The answer must consist of each line below that contains the word "SeqCst", copied in full.

* SUPPLIED ENTRIES
==*==

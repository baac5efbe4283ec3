use std::{
    ops::ControlFlow,
    rc::Rc,
    sync::atomic::{AtomicBool, AtomicUsize, Ordering},
};

use anyhow::{bail, Error};
use uma_rt::{mailbox, Actor, Cancel, Id, Mailbox, Runtime, Sender, TaskGuard, TaskSet};

pub fn given_mock_actor(rt: &mut Runtime) -> Result<ActorInfo, Error> {
    given_actor(rt, false)
}

pub fn given_fail_actor(rt: &mut Runtime) -> Result<ActorInfo, Error> {
    given_actor(rt, true)
}

/// An actor that only ends when it gets cancelled through `tasks`.
pub fn given_task_actor(rt: &mut Runtime, tasks: &TaskSet) -> Result<ActorInfo, Error> {
    let signal = rt.signal();
    let (mailbox, sender) = mailbox();
    mailbox.set_signal(signal.clone());
    let (cancel, cancel_sender) = uma_rt::mailbox::<Cancel>();
    cancel.set_signal(signal.clone());

    let mut instance = MockActor::new(mailbox);
    instance.keep_running = true;
    instance.cancel = Some(cancel);
    instance.guard = Some(TaskGuard::new(tasks.clone(), signal.clone()));
    let info = ActorInfo::new(&instance, sender);

    let id = rt.insert("task-actor", instance);
    signal.set_id(id);
    tasks.insert(id, cancel_sender);

    Ok(info.with_id(id))
}

fn given_actor(rt: &mut Runtime, fail: bool) -> Result<ActorInfo, Error> {
    let signal = rt.signal();
    let (mailbox, sender) = mailbox();
    mailbox.set_signal(signal.clone());

    let mut instance = MockActor::new(mailbox);
    instance.fail = fail;
    let info = ActorInfo::new(&instance, sender);

    let id = rt.insert("mock-actor", instance);
    signal.set_id(id);

    Ok(info.with_id(id))
}

pub struct ActorInfo {
    pub id: Option<Id>,
    pub sender: Sender<()>,
    pub count: Rc<AtomicUsize>,
    pub dropped: Rc<AtomicBool>,
}

impl ActorInfo {
    fn new(instance: &MockActor, sender: Sender<()>) -> Self {
        Self {
            id: None,
            sender,
            count: instance.count.clone(),
            dropped: instance.dropped.clone(),
        }
    }

    fn with_id(mut self, id: Id) -> Self {
        self.id = Some(id);
        self
    }
}

struct MockActor {
    mailbox: Mailbox<()>,
    cancel: Option<Mailbox<Cancel>>,
    guard: Option<TaskGuard>,
    count: Rc<AtomicUsize>,
    dropped: Rc<AtomicBool>,
    fail: bool,
    keep_running: bool,
}

impl MockActor {
    fn new(mailbox: Mailbox<()>) -> Self {
        Self {
            mailbox,
            cancel: None,
            guard: None,
            count: Rc::default(),
            dropped: Rc::default(),
            fail: false,
            keep_running: false,
        }
    }
}

impl Actor for MockActor {
    fn process(&mut self, _rt: &mut Runtime) -> Result<ControlFlow<()>, Error> {
        if self.fail {
            bail!("mock intentional fail");
        }

        while let Some(()) = self.mailbox.recv()? {
            self.count.fetch_add(1, Ordering::SeqCst);
        }

        if let Some(cancel) = &self.cancel {
            if cancel.recv()?.is_some() {
                return Ok(ControlFlow::Break(()));
            }
        }

        // Stop after handling just one set of messages
        if self.keep_running {
            Ok(ControlFlow::Continue(()))
        } else {
            Ok(ControlFlow::Break(()))
        }
    }
}

impl Drop for MockActor {
    fn drop(&mut self) {
        let _ = self.guard.take();
        self.dropped.store(true, Ordering::SeqCst);
    }
}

==*==

* RESULT OF THE EXERCISE
            self.count.fetch_add(1, Ordering::SeqCst);
        self.dropped.store(true, Ordering::SeqCst);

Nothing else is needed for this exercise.